Title: Client Manager/ Sales Person/ Client Requirements
Description of Responsibilities: The client manager is the de facto lead of a sim project. They are the people who identify and secure the project to begin with. Then they provides a constant voice of the customer to the development process. They may or may not be involved directly in the content creation process. But they are constantly looking over everyone's shoulders, and often making final judgment calls on tough decisions based on what they believe the client wants. The client manager may also assist the project manager and the lead designer in setting up a critical approval meetings, project pilots, and meetings with subject matter experts.
Percentage of Entire Project: 20%
Title: Lead Designer (and other Designers)
Description of Responsibilities: (This is the role I take) The lead designer can be thought of as, in movie-making parlance, the director of the simulation. He or she controls the tone, content, and length of the experience. The lead designer is responsible for all of the necessary research for the simulation, the level structure, the interface, mock ups of screenshots using PowerPoint or crayons, identification of users, walkthroughs, meta-coding and framing of underlining systems and mechanics, goal states, all written material including dialogs, and more, and often presents all of this in the design document. The lead designer is also responsible for ongoing calibration. (See The Complete Guide to Simulations and Serious Games for full details.)
Percentage of Entire Project: 20-30%
Title: Lead Programmer (and other Programmers)
Description of Responsibilities: The lead programmer is responsible for creating all of the code for the sim. This includes prototyping, piloting, creating any authoring or editing environment, and creating a finished simulation. In many projects, this category also includes the different skills set for evaluating and adopting third party technology and tool sets. (Most of my projects require Flash or increasingly HTML 5).
Percentage of Entire Project: 20-30%
Note: Programmers may create rough authoring environments that significantly increases the time it takes for the designers to input and refine information.
Title: Project Manager
Description of Responsibilities: The project manager has to be a master of precision and tact.
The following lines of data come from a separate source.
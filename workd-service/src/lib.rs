// Copyright 2026 The Vimana Authors. All rights reserved.
//
// Licensed under the Apache License, Version 2.0 (the "License");
// you may not use this file except in compliance with the License.
// You may obtain a copy of the License at
//
//    http://www.apache.org/licenses/LICENSE-2.0
//
// Unless required by applicable law or agreed to in writing, software
// distributed under the License is distributed on an "AS IS" BASIS,
// WITHOUT WARRANTIES OR CONDITIONS OF ANY KIND, either express or implied.
// See the License for the specific language governing permissions and
// limitations under the License.

pub mod cri_server;
pub mod data_plane;
pub mod image_server;
pub mod proxy_loader;
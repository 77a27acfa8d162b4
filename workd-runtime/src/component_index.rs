// Copyright 2026 The Vimana Authors. All rights reserved.
//
// Licensed under the Apache License, Version 2.0 (the "License");
// you may not use this file except in compliance with the License.
// You may obtain a copy of the License at
//
//    http://www.apache.org/licenses/LICENSE-2.0
//
// Unless required by applicable law or agreed to in writing, software
// distributed under the License is distributed on an "AS IS" BASIS,
// WITHOUT WARRANTIES OR CONDITIONS OF ANY KIND, either express or implied.
// See the License for the specific language governing permissions and
// limitations under the License.

//! Read-optimized map from a component to its `Running` instances.
//!
//! Readers load an immutable snapshot through [`ArcSwap`] and never take a
//! lock. Writers serialize on a small mutex, copy the map, and swap it in.
//! Instance lists are shared `Arc<[_]>` slices, so a copy only clones the
//! outer map's pointers.

use core::fmt;
use std::collections::HashMap;
use std::sync::Arc;

use arc_swap::ArcSwap;
use parking_lot::Mutex;

use crate::loader::Invocable;
use crate::names::{ComponentIdentity, PodContainerId};

/// One `Running` pod together with the handle that serves it.
#[derive(Clone)]
pub struct ServingInstance {
    pub id: PodContainerId,
    pub handle: Arc<dyn Invocable>,
}

impl fmt::Debug for ServingInstance {
    fn fmt(&self, f: &mut fmt::Formatter<'_>) -> fmt::Result {
        f.debug_struct("ServingInstance")
            .field("id", &self.id)
            .finish_non_exhaustive()
    }
}

type Snapshot = HashMap<ComponentIdentity, Arc<[ServingInstance]>>;

#[derive(Debug, Default)]
pub struct ComponentIndex {
    snapshot: ArcSwap<Snapshot>,
    writer: Mutex<()>,
}

impl ComponentIndex {
    pub fn new() -> Self {
        Self::default()
    }

    /// Instances currently serving `component`. Empty if there are none.
    pub fn get(&self, component: &ComponentIdentity) -> Arc<[ServingInstance]> {
        self.snapshot
            .load()
            .get(component)
            .cloned()
            .unwrap_or_else(|| Arc::from([]))
    }

    /// Adds or replaces the instance with the same ID.
    pub fn insert(&self, instance: ServingInstance) {
        let _guard = self.writer.lock();
        let mut next = Snapshot::clone(&self.snapshot.load());
        let component = instance.id.component().clone();
        let instances = next
            .get(&component)
            .map(|existing| {
                existing
                    .iter()
                    .filter(|i| i.id != instance.id)
                    .cloned()
                    .chain(core::iter::once(instance.clone()))
                    .collect::<Arc<[_]>>()
            })
            .unwrap_or_else(|| Arc::from([instance]));
        next.insert(component, instances);
        self.snapshot.store(Arc::new(next));
    }

    /// Removes the instance and hands back its handle, if it was present.
    pub fn remove(&self, id: &PodContainerId) -> Option<Arc<dyn Invocable>> {
        let _guard = self.writer.lock();
        let current = self.snapshot.load();
        let existing = current.get(id.component())?;
        let removed = existing.iter().find(|i| &i.id == id)?.handle.clone();
        let remaining: Arc<[_]> = existing.iter().filter(|i| &i.id != id).cloned().collect();
        let mut next = Snapshot::clone(&current);
        if remaining.is_empty() {
            next.remove(id.component());
        } else {
            next.insert(id.component().clone(), remaining);
        }
        self.snapshot.store(Arc::new(next));
        Some(removed)
    }
}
They have to be there to support all of the other people and talents, and yet at the same time enforce deadlines and budgets through soft and hard power. Ultimately, the project manager has to be of high skill level and low ego. They report to the client manager. It is a sure path to failure when a project manager tries to overreach and seize control of everything, just because they have the role of managing the project's budget.
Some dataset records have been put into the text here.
// Copyright 2026 The Vimana Authors. All rights reserved.
//
// Licensed under the Apache License, Version 2.0 (the "License");
// you may not use this file except in compliance with the License.
// You may obtain a copy of the License at
//
//    http://www.apache.org/licenses/LICENSE-2.0
//
// Unless required by applicable law or agreed to in writing, software
// distributed under the License is distributed on an "AS IS" BASIS,
// WITHOUT WARRANTIES OR CONDITIONS OF ANY KIND, either express or implied.
// See the License for the specific language governing permissions and
// limitations under the License.

pub mod component_index;
pub mod error;
pub mod image_store;
pub mod ipam;
pub mod loader;
pub mod names;
pub mod pod;
pub mod pod_pool;
pub mod state;
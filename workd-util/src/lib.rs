// Copyright 2026 The Vimana Authors. All rights reserved.
//
// Licensed under the Apache License, Version 2.0 (the "License");
// you may not use this file except in compliance with the License.
// You may obtain a copy of the License at
//
//    http://www.apache.org/licenses/LICENSE-2.0
//
// Unless required by applicable law or agreed to in writing, software
// distributed under the License is distributed on an "AS IS" BASIS,
// WITHOUT WARRANTIES OR CONDITIONS OF ANY KIND, either express or implied.
// See the License for the specific language governing permissions and
// limitations under the License.

pub mod task;

// Used by `#[workd_test]` expansions, which cannot name `tracing` directly.
pub use tracing as __tracing;
use tracing::metadata::LevelFilter;
use tracing_subscriber::EnvFilter;
use workd_error::{Code, Error, make_err};

/// Installs the process-wide fmt subscriber.
///
/// Levels default to `WARN` and are raised per target through `RUST_LOG`,
/// e.g. `RUST_LOG=workd_runtime::pod_pool=debug`. Fails if a subscriber is
/// already installed.
pub fn init_tracing() -> Result<(), Error> {
    let env_filter = EnvFilter::builder()
        .with_default_directive(LevelFilter::WARN.into())
        .from_env_lossy();
    tracing_subscriber::fmt()
        .with_env_filter(env_filter)
        .with_timer(tracing_subscriber::fmt::time::time())
        .try_init()
        .map_err(|err| make_err!(Code::AlreadyExists, "Tracing already initialized: {err}"))
}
Percentage of Entire Project: 10%
Title: Lead Artist
Description of Responsibilities: The lead artist is responsible for all of the art of the project. This includes the aesthetics of the interface, any and all color schemes, drawings, and animations.
Percentage of Entire Project: 10%
Title: Database Systems Integrator
Description of Responsibilities: The database systems integrator is responsible for all integration of the program into the customer environment. This includes SCORM compliance, LMS integration, database integration, and a knowledge of the end user environments. This role often extends the furthest out, as client implementation environments change months or even years after the simulation has been successfully installed.
Percentage of Entire Project: 5-10%
Title: Voice Talent
Description of Responsibilities: Voice talent provides all of the voices for the sim, including narrator and characters. Typically, voice talent are professional actors. They always come from the outside, are quite expensive, are hired for one or two sessions, and are critical to the ultimate success of the simulation.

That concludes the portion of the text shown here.